TASK REQUIREMENTS » Whenever a line below includes the string "workload", show it.

(Stored items)
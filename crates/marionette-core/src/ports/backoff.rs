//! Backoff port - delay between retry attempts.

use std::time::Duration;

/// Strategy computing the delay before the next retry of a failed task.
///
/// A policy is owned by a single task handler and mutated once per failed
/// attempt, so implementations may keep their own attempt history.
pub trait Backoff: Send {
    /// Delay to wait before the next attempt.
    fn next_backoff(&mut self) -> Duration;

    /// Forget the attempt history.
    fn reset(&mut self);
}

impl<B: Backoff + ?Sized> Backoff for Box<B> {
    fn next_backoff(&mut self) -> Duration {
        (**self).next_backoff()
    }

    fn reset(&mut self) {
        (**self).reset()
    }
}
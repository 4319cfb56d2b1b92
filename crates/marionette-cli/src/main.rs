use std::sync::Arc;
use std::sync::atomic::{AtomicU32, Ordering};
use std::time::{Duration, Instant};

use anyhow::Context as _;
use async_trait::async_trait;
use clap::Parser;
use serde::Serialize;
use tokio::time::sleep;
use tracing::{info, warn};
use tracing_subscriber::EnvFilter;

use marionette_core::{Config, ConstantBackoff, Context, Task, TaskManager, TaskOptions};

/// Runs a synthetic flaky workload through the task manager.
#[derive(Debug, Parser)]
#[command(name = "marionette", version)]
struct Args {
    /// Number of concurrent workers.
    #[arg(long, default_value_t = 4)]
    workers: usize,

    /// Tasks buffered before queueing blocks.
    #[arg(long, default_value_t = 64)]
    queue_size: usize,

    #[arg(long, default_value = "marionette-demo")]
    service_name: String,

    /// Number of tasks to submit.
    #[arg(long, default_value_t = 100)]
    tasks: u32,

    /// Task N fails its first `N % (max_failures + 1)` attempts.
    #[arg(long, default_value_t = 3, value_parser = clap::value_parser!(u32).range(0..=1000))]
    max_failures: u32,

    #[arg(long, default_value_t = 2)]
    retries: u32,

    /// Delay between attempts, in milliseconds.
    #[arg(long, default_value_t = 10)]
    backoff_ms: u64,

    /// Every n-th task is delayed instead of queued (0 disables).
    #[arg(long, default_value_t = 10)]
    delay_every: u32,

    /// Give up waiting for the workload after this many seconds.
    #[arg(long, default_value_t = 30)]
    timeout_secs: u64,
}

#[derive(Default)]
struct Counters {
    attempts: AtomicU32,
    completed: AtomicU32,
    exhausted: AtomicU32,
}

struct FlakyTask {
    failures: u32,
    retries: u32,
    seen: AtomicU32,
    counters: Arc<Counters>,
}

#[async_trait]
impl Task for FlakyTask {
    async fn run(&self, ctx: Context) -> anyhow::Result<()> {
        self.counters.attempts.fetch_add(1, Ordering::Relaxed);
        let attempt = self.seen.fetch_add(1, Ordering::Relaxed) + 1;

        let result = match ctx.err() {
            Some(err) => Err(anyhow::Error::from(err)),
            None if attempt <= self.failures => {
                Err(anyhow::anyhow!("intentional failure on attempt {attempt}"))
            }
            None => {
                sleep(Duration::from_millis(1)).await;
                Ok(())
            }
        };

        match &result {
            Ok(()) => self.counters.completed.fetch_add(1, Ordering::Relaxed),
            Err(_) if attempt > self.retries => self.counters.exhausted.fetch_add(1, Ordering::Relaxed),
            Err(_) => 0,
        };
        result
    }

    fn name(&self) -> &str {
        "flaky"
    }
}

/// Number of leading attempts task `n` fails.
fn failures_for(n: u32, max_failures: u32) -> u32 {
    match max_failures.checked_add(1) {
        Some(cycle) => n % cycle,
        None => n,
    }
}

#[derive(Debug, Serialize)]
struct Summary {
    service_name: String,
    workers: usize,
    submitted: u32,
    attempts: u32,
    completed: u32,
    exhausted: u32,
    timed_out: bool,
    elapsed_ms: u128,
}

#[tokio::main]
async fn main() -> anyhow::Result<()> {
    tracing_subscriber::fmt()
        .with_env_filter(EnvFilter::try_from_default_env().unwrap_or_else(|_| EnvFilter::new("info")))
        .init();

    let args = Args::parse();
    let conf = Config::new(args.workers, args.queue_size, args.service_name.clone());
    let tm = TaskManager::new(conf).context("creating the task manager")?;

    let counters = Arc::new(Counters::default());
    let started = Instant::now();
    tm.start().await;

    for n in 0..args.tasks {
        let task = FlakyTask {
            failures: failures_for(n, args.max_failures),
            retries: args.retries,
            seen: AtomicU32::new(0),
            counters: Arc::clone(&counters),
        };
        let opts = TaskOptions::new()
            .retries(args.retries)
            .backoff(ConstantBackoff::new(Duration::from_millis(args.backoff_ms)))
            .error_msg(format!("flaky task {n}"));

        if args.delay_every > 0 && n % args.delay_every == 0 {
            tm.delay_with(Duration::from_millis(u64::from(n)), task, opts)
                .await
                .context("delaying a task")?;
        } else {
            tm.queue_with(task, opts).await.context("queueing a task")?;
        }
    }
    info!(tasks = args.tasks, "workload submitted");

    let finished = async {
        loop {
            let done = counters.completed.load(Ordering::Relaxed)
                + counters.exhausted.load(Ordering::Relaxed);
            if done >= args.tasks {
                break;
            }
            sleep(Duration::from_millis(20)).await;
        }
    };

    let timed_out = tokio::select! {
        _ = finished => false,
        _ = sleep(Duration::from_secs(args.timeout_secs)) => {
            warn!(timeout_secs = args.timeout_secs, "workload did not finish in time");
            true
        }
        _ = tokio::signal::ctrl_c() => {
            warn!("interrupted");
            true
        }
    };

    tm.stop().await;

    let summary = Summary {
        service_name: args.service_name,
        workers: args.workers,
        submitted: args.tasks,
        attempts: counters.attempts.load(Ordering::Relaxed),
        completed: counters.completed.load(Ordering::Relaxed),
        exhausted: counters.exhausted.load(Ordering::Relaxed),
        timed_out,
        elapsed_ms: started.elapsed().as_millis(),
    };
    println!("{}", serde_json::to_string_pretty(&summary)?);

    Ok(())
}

COMPLETED EXERCISE »
/// Runs a synthetic flaky workload through the task manager.
    /// Give up waiting for the workload after this many seconds.
    info!(tasks = args.tasks, "workload submitted");
            warn!(timeout_secs = args.timeout_secs, "workload did not finish in time");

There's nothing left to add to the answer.